Harvick’s been rather unhappy of late and struggling through the worst slump of his career – a winless streak that dates back 90 points races, to the 2007 season-opening Daytona 500. It’s so bad that his name has been thrown into the rumor mill, with mounting speculation that he’s trying to weasel his way out of Richard Childress Racing.

He’s under contract to Childress through next season, as is sponsor Shell-Pennzoil, and the team owner felt the need last week to stress that both will be back with the No. 29 Chevrolet in 2010. Like the dreaded vote of confidence that generally precedes a firing, Childress’ sharply worded statement could very well mean Harvick is on the move.

Harvick is saying very little publicly, which only feeds the rumors.
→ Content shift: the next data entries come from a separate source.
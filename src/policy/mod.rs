//! Service permission rules and the policy-sufficiency check.
//!
//! An ACL policy is raw rule text attached to a credential. [`parse_rules`]
//! reduces it to a [`RuleModel`] holding only the service rules relevant to
//! minting service identity tokens; [`allows`] decides whether that model
//! grants `write` on a given service name.

pub mod evaluator;
pub mod parser;

pub use evaluator::{allows, PolicyEvaluator};
pub use parser::parse_rules;

/// Permission string that grants the capability checked here.
pub const POLICY_WRITE: &str = "write";

/// Exact-rule name matching every service.
pub const SERVICE_WILDCARD: &str = "*";

/// Permission carried by a service rule.
#[derive(Debug, Clone, PartialEq, Eq)]
pub enum Permission {
    /// `policy = "write"`.
    Write,
    /// Any other value (`read`, `deny`, ...), already lowercased.
    Other(String),
}

impl Permission {
    /// Parse a permission value, case-insensitively.
    pub fn parse(raw: &str) -> Self {
        let lowered = raw.trim().to_lowercase();
        if lowered == POLICY_WRITE {
            Self::Write
        } else {
            Self::Other(lowered)
        }
    }

    /// Whether this permission is `write`.
    pub fn is_write(&self) -> bool {
        matches!(self, Self::Write)
    }
}

/// How a rule's name is matched against a service name.
#[derive(Debug, Clone, Copy, PartialEq, Eq)]
pub enum RuleKind {
    /// `service "<name>"`, including the `"*"` wildcard.
    Exact,
    /// `service_prefix "<prefix>"`, where the empty prefix matches everything.
    Prefix,
}

/// A single service rule. The name is lowercased at parse time.
#[derive(Debug, Clone, PartialEq, Eq)]
pub struct Rule {
    /// Service name or prefix.
    pub name: String,
    /// Granted permission.
    pub permission: Permission,
}

impl Rule {
    /// Build a rule, lowercasing the name and permission.
    pub fn new(name: &str, permission: &str) -> Self {
        Self {
            name: name.to_lowercase(),
            permission: Permission::parse(permission),
        }
    }
}

/// Service rules extracted from one policy, in source order.
///
/// Never empty when produced by [`parse_rules`].
#[derive(Debug, Clone, Default, PartialEq, Eq)]
pub struct RuleModel {
    /// Exact-name rules.
    pub exact: Vec<Rule>,
    /// Prefix-name rules.
    pub prefix: Vec<Rule>,
}

impl RuleModel {
    /// Append a rule of the given kind.
    pub fn push(&mut self, kind: RuleKind, rule: Rule) {
        match kind {
            RuleKind::Exact => self.exact.push(rule),
            RuleKind::Prefix => self.prefix.push(rule),
        }
    }

    /// Whether the model holds no rules at all.
    pub fn is_empty(&self) -> bool {
        self.exact.is_empty() && self.prefix.is_empty()
    }

    /// Total number of rules.
    pub fn len(&self) -> usize {
        self.exact.len().saturating_add(self.prefix.len())
    }
}

/// Rule text could not be turned into a usable [`RuleModel`].
#[derive(Debug, Clone, PartialEq, Eq, thiserror::Error)]
pub enum ParseError {
    /// The text is not valid HCL or JSON.
    #[error("failed to parse ACL policy: {0}")]
    Syntax(String),
    /// The text is valid but a service block is shaped wrongly.
    #[error("failed to parse ACL policy: {0}")]
    Structure(String),
    /// The text parsed but contains no service rules.
    #[error("ACL policy contains no service rules")]
    Empty,
}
He’s smart, calculating and sometimes manipulative, and over the course of his career, he’s never held back when voicing his displeasure on a variety of topics.
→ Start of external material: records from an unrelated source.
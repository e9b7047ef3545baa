//! Subjects and results of service identity token operations.

use serde::{Deserialize, Serialize};

use crate::error::AclError;

/// Identifies the workload a service identity token is minted for.
#[derive(Debug, Clone, PartialEq, Eq, Hash, Serialize, Deserialize)]
pub struct IdentityRequest {
    /// Cluster the orchestrator belongs to.
    pub cluster_id: String,
    /// Allocation (scheduled workload instance) id.
    pub alloc_id: String,
    /// Task name; also the single service the token is scoped to.
    pub task_name: String,
}

impl IdentityRequest {
    /// Build a request from its three parts.
    pub fn new(
        cluster_id: impl Into<String>,
        alloc_id: impl Into<String>,
        task_name: impl Into<String>,
    ) -> Self {
        Self {
            cluster_id: cluster_id.into(),
            alloc_id: alloc_id.into(),
            task_name: task_name.into(),
        }
    }

    /// Check that every field is set.
    ///
    /// # Errors
    ///
    /// Returns [`AclError::Validation`] naming the first empty field.
    pub fn validate(&self) -> Result<(), AclError> {
        let missing = if self.cluster_id.is_empty() {
            "cluster id"
        } else if self.alloc_id.is_empty() {
            "alloc id"
        } else if self.task_name.is_empty() {
            "task name"
        } else {
            return Ok(());
        };
        Err(AclError::Validation(format!("{missing} not set")))
    }

    /// Audit description stored on the created token.
    ///
    /// Format is `_si [<cluster>] [<alloc>] [<task>]`. Log tooling parses
    /// it; do not change it.
    pub fn description(&self) -> String {
        format!(
            "_si [{}] [{}] [{}]",
            self.cluster_id, self.alloc_id, self.task_name
        )
    }
}

/// A freshly minted service identity token.
///
/// Ownership passes to the caller; nothing here stores it.
#[derive(Clone, PartialEq, Eq)]
pub struct IssuedToken {
    /// Task the token was minted for.
    pub task_name: String,
    /// Public accessor id, safe to log.
    pub accessor_id: String,
    /// Secret credential. Never log this.
    pub secret_id: String,
}

impl std::fmt::Debug for IssuedToken {
    fn fmt(&self, f: &mut std::fmt::Formatter<'_>) -> std::fmt::Result {
        f.debug_struct("IssuedToken")
            .field("task_name", &self.task_name)
            .field("accessor_id", &self.accessor_id)
            .field("secret_id", &"[REDACTED]")
            .finish()
    }
}

/// A previously issued token to revoke, with context for logging.
#[derive(Debug, Clone, PartialEq, Eq, Hash, Serialize, Deserialize)]
pub struct RevocationTarget {
    /// Accessor id of the token to delete.
    pub accessor_id: String,
    /// Task the token was minted for.
    pub task_name: String,
    /// Allocation the task belonged to.
    pub alloc_id: String,
    /// Node the allocation ran on.
    pub node_id: String,
}

impl RevocationTarget {
    /// Describe a token to revoke.
    pub fn new(
        accessor_id: impl Into<String>,
        task_name: impl Into<String>,
        alloc_id: impl Into<String>,
        node_id: impl Into<String>,
    ) -> Self {
        Self {
            accessor_id: accessor_id.into(),
            task_name: task_name.into(),
            alloc_id: alloc_id.into(),
            node_id: node_id.into(),
        }
    }

    /// Check that the target names a token.
    ///
    /// # Errors
    ///
    /// Returns [`AclError::Validation`] if the accessor id is blank.
    pub fn validate(&self) -> Result<(), AclError> {
        if self.accessor_id.trim().is_empty() {
            return Err(AclError::Validation(format!(
                "accessor id not set for task {:?}",
                self.task_name
            )));
        }
        Ok(())
    }
}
Because nothing sets him off quite like poor performance, the whole world has been waiting for him to explode as he’s drifted out of contention for the Chase for the championship. Instead, he’s said next to nothing, even biting his tongue when his Kevin Harvick Inc. team accidentally ran him out of gas during Saturday night’s Nationwide Series race in St. Louis. It relegated a potentially race-winning car — he led 105 of the 200 laps — to a 17th-place finish.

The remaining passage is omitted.